Exactly how many lines in this listing contain "StopBits"? Only the number is needed.

** Opening SUPPLIED DATA block **

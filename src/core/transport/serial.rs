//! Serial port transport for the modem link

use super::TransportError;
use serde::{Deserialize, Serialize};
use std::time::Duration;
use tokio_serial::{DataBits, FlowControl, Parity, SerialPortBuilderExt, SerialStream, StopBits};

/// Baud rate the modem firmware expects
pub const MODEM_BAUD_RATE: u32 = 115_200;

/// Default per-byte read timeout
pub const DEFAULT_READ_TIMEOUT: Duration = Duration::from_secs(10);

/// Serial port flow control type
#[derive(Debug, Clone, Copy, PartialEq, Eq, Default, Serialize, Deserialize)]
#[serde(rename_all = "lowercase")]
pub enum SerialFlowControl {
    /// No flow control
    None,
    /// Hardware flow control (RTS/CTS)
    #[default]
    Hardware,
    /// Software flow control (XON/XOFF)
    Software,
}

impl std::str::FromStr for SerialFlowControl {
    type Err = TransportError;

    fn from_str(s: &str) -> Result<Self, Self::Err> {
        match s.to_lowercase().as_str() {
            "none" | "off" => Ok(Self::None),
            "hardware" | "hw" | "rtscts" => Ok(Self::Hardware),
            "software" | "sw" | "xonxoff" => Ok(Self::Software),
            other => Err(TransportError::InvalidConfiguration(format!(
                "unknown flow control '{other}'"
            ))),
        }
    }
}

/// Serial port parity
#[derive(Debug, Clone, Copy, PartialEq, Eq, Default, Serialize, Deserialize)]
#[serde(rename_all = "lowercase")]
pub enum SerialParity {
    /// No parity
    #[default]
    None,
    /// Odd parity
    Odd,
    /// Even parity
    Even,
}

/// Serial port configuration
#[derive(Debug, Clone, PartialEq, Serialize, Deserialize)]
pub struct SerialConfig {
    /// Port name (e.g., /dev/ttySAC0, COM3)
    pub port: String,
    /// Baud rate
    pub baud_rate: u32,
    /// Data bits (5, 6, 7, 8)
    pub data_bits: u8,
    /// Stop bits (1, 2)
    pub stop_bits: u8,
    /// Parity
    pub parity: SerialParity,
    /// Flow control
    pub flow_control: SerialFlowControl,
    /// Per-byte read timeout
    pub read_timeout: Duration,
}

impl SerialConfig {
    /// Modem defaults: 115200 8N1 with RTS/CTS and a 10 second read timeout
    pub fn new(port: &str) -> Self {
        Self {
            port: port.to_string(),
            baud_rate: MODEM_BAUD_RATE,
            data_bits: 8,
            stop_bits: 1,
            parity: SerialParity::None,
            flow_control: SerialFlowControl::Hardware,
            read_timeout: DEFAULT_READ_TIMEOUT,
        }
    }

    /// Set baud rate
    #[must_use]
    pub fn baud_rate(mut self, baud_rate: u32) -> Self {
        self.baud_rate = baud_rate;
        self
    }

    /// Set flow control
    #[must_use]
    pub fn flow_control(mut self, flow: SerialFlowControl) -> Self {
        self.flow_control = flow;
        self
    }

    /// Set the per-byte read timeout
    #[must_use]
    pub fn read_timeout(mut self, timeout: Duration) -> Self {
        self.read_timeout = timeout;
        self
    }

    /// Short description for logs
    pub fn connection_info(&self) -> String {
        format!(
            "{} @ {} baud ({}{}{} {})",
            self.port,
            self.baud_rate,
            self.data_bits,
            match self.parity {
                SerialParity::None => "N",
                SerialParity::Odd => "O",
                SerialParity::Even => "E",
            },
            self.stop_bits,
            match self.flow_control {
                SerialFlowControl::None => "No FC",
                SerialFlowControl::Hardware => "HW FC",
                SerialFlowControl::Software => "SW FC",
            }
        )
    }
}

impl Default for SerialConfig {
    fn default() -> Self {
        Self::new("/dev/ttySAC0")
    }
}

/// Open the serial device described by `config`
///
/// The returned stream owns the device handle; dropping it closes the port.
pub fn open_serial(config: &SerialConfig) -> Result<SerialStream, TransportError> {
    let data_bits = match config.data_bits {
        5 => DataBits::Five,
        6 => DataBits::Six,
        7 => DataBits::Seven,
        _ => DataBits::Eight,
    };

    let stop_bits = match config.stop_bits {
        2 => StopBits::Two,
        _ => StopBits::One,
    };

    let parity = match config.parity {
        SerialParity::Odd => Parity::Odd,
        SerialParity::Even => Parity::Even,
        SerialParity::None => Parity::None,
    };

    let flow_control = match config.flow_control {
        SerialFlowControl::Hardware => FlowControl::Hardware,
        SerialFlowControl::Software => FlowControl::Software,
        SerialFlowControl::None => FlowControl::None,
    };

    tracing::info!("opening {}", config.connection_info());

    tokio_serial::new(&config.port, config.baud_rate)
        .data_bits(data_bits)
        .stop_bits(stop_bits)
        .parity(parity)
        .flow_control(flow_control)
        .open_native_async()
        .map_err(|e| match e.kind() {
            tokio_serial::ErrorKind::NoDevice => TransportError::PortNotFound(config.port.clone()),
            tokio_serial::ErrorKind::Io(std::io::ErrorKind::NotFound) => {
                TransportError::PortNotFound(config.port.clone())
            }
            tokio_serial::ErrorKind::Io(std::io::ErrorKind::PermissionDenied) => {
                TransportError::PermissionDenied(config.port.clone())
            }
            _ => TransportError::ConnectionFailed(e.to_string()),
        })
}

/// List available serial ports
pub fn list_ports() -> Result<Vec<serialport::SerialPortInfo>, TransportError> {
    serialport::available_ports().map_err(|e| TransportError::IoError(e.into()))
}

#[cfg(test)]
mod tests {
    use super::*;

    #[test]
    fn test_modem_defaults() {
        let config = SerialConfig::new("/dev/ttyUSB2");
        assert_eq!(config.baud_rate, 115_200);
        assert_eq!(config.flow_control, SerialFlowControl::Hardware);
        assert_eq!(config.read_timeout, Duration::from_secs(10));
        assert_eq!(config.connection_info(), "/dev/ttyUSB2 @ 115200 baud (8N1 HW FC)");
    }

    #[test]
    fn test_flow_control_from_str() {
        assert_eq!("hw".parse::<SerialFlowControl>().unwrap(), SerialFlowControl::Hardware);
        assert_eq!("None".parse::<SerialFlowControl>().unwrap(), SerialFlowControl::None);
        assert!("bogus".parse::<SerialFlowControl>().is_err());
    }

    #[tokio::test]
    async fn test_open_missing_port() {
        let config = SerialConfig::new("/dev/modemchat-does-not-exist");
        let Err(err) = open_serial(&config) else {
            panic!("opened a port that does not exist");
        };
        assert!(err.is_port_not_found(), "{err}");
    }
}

** Closing SUPPLIED DATA block **

## TASK OUTPUT:
3